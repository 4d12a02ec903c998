// Integration tests for the source → AST pipeline

use tabula::parser::ast::{BinOp, Node, Number};
use tabula::parser::grammar::NonTerminal;
use tabula::parser::lexer::{LexError, TokenKind};
use tabula::parser::parser::ParseError;
use tabula::parser::{parse_source, Error};
use tabula::samples::run_samples;
use tabula::session::ParseSession;
use tabula::snapshot::Step;

fn parse(source: &str) -> Node {
    match parse_source(source) {
        Ok(node) => node,
        Err(e) => panic!("{:?} failed to parse: {}", source, e),
    }
}

fn int(n: i64) -> Node {
    Node::Number(Number::Int(n))
}

fn ident(name: &str) -> Node {
    Node::Identifier(name.to_string())
}

fn binary(op: BinOp, left: Node, right: Node) -> Node {
    Node::BinaryOp {
        op,
        left: Box::new(left),
        right: Box::new(right),
    }
}

#[test]
fn test_integer_literal() {
    assert_eq!(parse("42"), int(42));
}

#[test]
fn test_addition() {
    assert_eq!(parse("(+ 2 3)"), binary(BinOp::Add, int(2), int(3)));
}

#[test]
fn test_multiplication_with_identifier() {
    assert_eq!(parse("(× x 5)"), binary(BinOp::Mul, ident("x"), int(5)));
}

#[test]
fn test_nested_binary() {
    assert_eq!(
        parse("(+ (× 2 3) 4)"),
        binary(BinOp::Add, binary(BinOp::Mul, int(2), int(3)), int(4))
    );
}

#[test]
fn test_conditional() {
    assert_eq!(
        parse("(? (= x 0) 1 0)"),
        Node::Conditional {
            test: Box::new(binary(BinOp::Eq, ident("x"), int(0))),
            then_branch: Box::new(int(1)),
            else_branch: Box::new(int(0)),
        }
    );
}

#[test]
fn test_applied_abstraction() {
    assert_eq!(
        parse("((λ x (+ x 1)) 5)"),
        Node::Application {
            callee: Box::new(Node::Abstraction {
                param: "x".to_string(),
                body: Box::new(binary(BinOp::Add, ident("x"), int(1))),
            }),
            args: vec![int(5)],
        }
    );
}

#[test]
fn test_binding() {
    assert_eq!(
        parse("(≜ n (− 10 y) (× n n))"),
        Node::Binding {
            name: "n".to_string(),
            value: Box::new(binary(BinOp::Sub, int(10), ident("y"))),
            body: Box::new(binary(BinOp::Mul, ident("n"), ident("n"))),
        }
    );
}

#[test]
fn test_integer_literals() {
    for text in ["0", "7", "10", "123", "9000000000", "9223372036854775807"] {
        let expected: i64 = text.parse().unwrap();
        assert_eq!(parse(text), int(expected), "literal {}", text);
    }
}

#[test]
fn test_fraction_literals() {
    for text in ["0.0", "0.5", "0.25", "0.001", "0.999999"] {
        let expected: f64 = text.parse().unwrap();
        assert_eq!(parse(text), Node::Number(Number::Float(expected)));
    }
}

#[test]
fn test_missing_fraction_digits() {
    for text in ["0.", "(+ 0. 1)", "0.x"] {
        assert!(
            matches!(
                parse_source(text),
                Err(Error::Lex(LexError::MissingFractionDigits { .. }))
            ),
            "{:?} should be rejected",
            text
        );
    }
}

#[test]
fn test_fraction_on_non_zero_literal() {
    assert!(matches!(
        parse_source("12.5"),
        Err(Error::Lex(LexError::FractionOnNonZeroLiteral { .. }))
    ));
}

#[test]
fn test_identifiers() {
    for name in ["x", "Y", "_", "foo_bar", "a1b2", "_tmp9", "CamelCase"] {
        assert_eq!(parse(name), ident(name));
    }
}

#[test]
fn test_binary_shape_law() {
    let operands = ["1", "x", "(+ 1 2)", "0.5", "(f y)"];
    let ops = [
        ('+', BinOp::Add),
        ('×', BinOp::Mul),
        ('=', BinOp::Eq),
        ('−', BinOp::Sub),
    ];
    for (glyph, op) in ops {
        for a in operands {
            for b in operands {
                let source = format!("({} {} {})", glyph, a, b);
                assert_eq!(parse(&source), binary(op, parse(a), parse(b)), "{}", source);
            }
        }
    }
}

#[test]
fn test_application_arguments_in_order() {
    let args = ["1", "y", "(× 2 z)", "0.5"];
    for k in 1..=args.len() {
        let source = format!("(f {})", args[..k].join(" "));
        assert_eq!(
            parse(&source),
            Node::Application {
                callee: Box::new(ident("f")),
                args: args[..k].iter().map(|a| parse(a)).collect(),
            },
            "{}",
            source
        );
    }
}

#[test]
fn test_group_collapses() {
    for inner in ["x", "42", "(+ 1 2)", "(λ y y)"] {
        let grouped = format!("({})", inner);
        assert_eq!(parse(&grouped), parse(inner));
        let doubled = format!("(({}))", inner);
        assert_eq!(parse(&doubled), parse(inner));
    }
}

#[test]
fn test_canonical_form_reparses() {
    let sources = [
        "42",
        "0.125",
        "0.99999999999999999",
        "(+ 0.99999999999999999 0.5)",
        "(+ (× 2 3) 4)",
        "(? (= x 0) 1 0)",
        "((λ x (+ x 1)) 5)",
        "(≜ f (λ n (− n 1)) (f (f 3)))",
        "(g 0.0 h (k))",
        "  (\n+\t1\n 2 )  ",
    ];
    for source in sources {
        let node = parse(source);
        let canonical = node.to_string();
        assert_eq!(parse(&canonical), node, "{} → {}", source, canonical);
    }
}

#[test]
fn test_fraction_rounding_to_one() {
    let node = parse("0.99999999999999999");
    assert_eq!(node, Node::Number(Number::Float(1.0)));
    assert_eq!(node.to_string(), "0.99999999999999999");
}

fn nested_sums(depth: usize) -> String {
    format!("{}0{}", "(+ 1 ".repeat(depth), ")".repeat(depth))
}

#[test]
fn test_deep_nesting_parses_and_drops() {
    let result = parse_source(&nested_sums(100_000));
    assert!(result.is_ok());
    drop(result);
}

#[test]
fn test_deep_nesting_error_drops_partial_tree() {
    let mut source = nested_sums(100_000);
    source.pop();
    let result = parse_source(&source);
    assert!(matches!(
        result,
        Err(Error::Parse(ParseError::UnexpectedToken {
            found: TokenKind::End,
            expected: TokenKind::RParen,
            ..
        }))
    ));
}

#[test]
fn test_unterminated_group() {
    let err = parse_source("(+ 2").unwrap_err();
    assert!(matches!(
        err,
        Error::Parse(ParseError::NoProduction {
            nonterminal: NonTerminal::Expr,
            found: TokenKind::End,
            ..
        })
    ));
}

#[test]
fn test_close_paren_at_start() {
    let err = parse_source(")").unwrap_err();
    match err {
        Error::Parse(ParseError::NoProduction {
            nonterminal,
            found,
            expected,
            ..
        }) => {
            assert_eq!(nonterminal, NonTerminal::Program);
            assert_eq!(found, TokenKind::RParen);
            assert_eq!(
                expected,
                vec![TokenKind::Identifier, TokenKind::LParen, TokenKind::Number]
            );
        }
        other => panic!("unexpected error: {:?}", other),
    }
}

#[test]
fn test_extra_operand() {
    let err = parse_source("(+ 2 3 4)").unwrap_err();
    assert!(matches!(
        err,
        Error::Parse(ParseError::UnexpectedToken {
            found: TokenKind::Number,
            expected: TokenKind::RParen,
            ..
        })
    ));
    assert_eq!(err.location().map(|l| l.index), Some(7));
}

#[test]
fn test_two_programs() {
    let err = parse_source("1 2").unwrap_err();
    assert!(matches!(
        err,
        Error::Parse(ParseError::TrailingInput {
            found: TokenKind::Number,
            ..
        })
    ));
    assert!(!err.is_internal());
}

#[test]
fn test_illegal_characters() {
    for (source, ch, index) in [("#", '#', 0), ("(+ 1 .5)", '.', 5), ("(- 1 2)", '-', 1)] {
        match parse_source(source) {
            Err(Error::Lex(e)) => {
                assert_eq!(e.offending_char(), Some(ch), "{}", source);
                assert_eq!(e.location().index, index, "{}", source);
            }
            other => panic!("{:?} should be a lexical error, got {:?}", source, other),
        }
    }
}

#[test]
fn test_empty_source() {
    let err = parse_source("").unwrap_err();
    assert!(matches!(
        err,
        Error::Parse(ParseError::NoProduction {
            nonterminal: NonTerminal::Program,
            found: TokenKind::End,
            ..
        })
    ));
}

#[test]
fn test_trace_matches_untraced_parse() {
    for source in ["(+ (× 2 3) 4)", "((λ x x) 1 2)", "(+ 2 3 4)"] {
        let mut session = ParseSession::trace(source, 1024 * 1024);
        assert_eq!(session.outcome(), &parse_source(source));
        assert!(session.total_snapshots() > 1);

        session.jump_to_end().unwrap();
        let final_step = session.current().map(|s| s.step.clone());
        match session.outcome() {
            Ok(_) => assert_eq!(final_step, Some(Step::Accept)),
            Err(_) => assert!(matches!(final_step, Some(Step::Failed { .. }))),
        }
    }
}

#[test]
fn test_samples_pass() {
    let reports = run_samples();
    assert!(!reports.is_empty());
    for report in &reports {
        assert!(report.passed(), "{}", report);
    }
}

§ **AIM OF THE TASK**
Return a copy of every line in the records that includes the string "glyph".

§ **ANSWER BELOW**
    for (glyph, op) in ops {
                let source = format!("({} {} {})", glyph, a, b);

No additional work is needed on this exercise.